Существует возможность создания веб-части, изолированной в домене, которая подключается к API, защищенному с помощью AAD. В этом случае необходимо правильно настроить CORS для API, поскольку каждый экземпляр веб-части, изолированной в домене, выполняется в выделенном сайте приложения на уникальном домене.
Добавьте веб-часть "Заказы" на страницу
Чтобы убедиться, что все работает должным образом, добавьте созданную ранее веб-часть "Заказы" на страницу.

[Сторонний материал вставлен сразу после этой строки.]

//! Eligibility filter: which snapshot entries are due for deletion.
//!
//! Pure functions over a snapshot. Calling [`filter_eligible`] twice with the
//! same inputs yields the same set.

use chrono::{DateTime, Utc};
use serde::Serialize;

use crate::resources::types::Expirable;

/// Inputs that decide eligibility for one sweep pass.
#[derive(Debug, Clone)]
pub struct EligibilityPolicy {
    pub now: DateTime<Utc>,
    /// Tag the TTL was read from, named in verdict descriptions. Tag
    /// evaluation has already resolved it into `ttl_seconds`.
    pub ttl_tag_name: String,
    /// Treat every unprotected resource as expired.
    pub disable_ttl_check: bool,
}

/// Per-resource verdict.
#[derive(Debug, Clone, PartialEq, Eq, Serialize)]
#[serde(tag = "verdict", rename_all = "snake_case")]
pub enum Eligibility {
    Eligible,
    Protected,
    /// TTL is zero or negative: keep forever.
    NoTtl,
    NotExpired { remaining_seconds: i64 },
}

impl Eligibility {
    pub fn is_eligible(&self) -> bool {
        matches!(self, Eligibility::Eligible)
    }

    /// Short human-readable reason, as printed in dry-run listings.
    pub fn describe(&self, ttl_tag_name: &str) -> String {
        match self {
            Eligibility::Eligible => "expired".to_string(),
            Eligibility::Protected => "protected".to_string(),
            Eligibility::NoTtl => format!("no positive '{}' tag", ttl_tag_name),
            Eligibility::NotExpired { remaining_seconds } => {
                format!("expires in {}s", remaining_seconds)
            }
        }
    }
}

/// A resource the filter kept, with the reason.
#[derive(Debug, Clone, PartialEq, Eq, Serialize)]
pub struct KeptResource {
    pub id: String,
    pub verdict: Eligibility,
}

/// Split a snapshot into the resources due for deletion and the verdicts of
/// the ones kept. Snapshot order is preserved on both sides.
pub fn partition<R: Expirable + Clone>(
    resources: &[R],
    policy: &EligibilityPolicy,
) -> (Vec<R>, Vec<KeptResource>) {
    let mut eligible = Vec::new();
    let mut kept = Vec::new();
    for resource in resources {
        match evaluate(resource, policy) {
            Eligibility::Eligible => eligible.push(resource.clone()),
            verdict => kept.push(KeptResource {
                id: resource.identifier().to_string(),
                verdict,
            }),
        }
    }
    (eligible, kept)
}

pub fn evaluate<R: Expirable>(resource: &R, policy: &EligibilityPolicy) -> Eligibility {
    let base = resource.resource();

    if base.is_protected {
        return Eligibility::Protected;
    }
    if policy.disable_ttl_check {
        return Eligibility::Eligible;
    }
    if base.ttl_seconds <= 0 {
        return Eligibility::NoTtl;
    }

    // A creation date in the future (clock skew) counts as age zero.
    let age = (policy.now - base.creation_date).num_seconds().max(0);
    if age >= base.ttl_seconds {
        Eligibility::Eligible
    } else {
        Eligibility::NotExpired {
            remaining_seconds: base.ttl_seconds.saturating_sub(age),
        }
    }
}

/// Select the resources whose TTL has elapsed and which are not protected.
pub fn filter_eligible<R: Expirable + Clone>(resources: &[R], policy: &EligibilityPolicy) -> Vec<R> {
    partition(resources, policy).0
}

В веб-браузере перейдите на нужный сайт в вашем клиенте. На панели инструментов выберите параметр Изменить:
В конструкторе выберите раздел, в который следует добавить веб-часть:
Выберите параметр +, чтобы открыть панель элементов. В поле поиска введите Заказы для быстрого поиска веб-части Заказы:
Выберите веб-часть Заказы и добавьте ее на страницу. Вы увидите список заказов, полученных с корпоративного API:
Если вы получили сообщение об ошибке "Не удалось открыть всплывающее окно", у вас включено блокирование всплывающих окон. Отключите блокирование всплывающих окон браузера, чтобы сайт правильно отобразил страницу.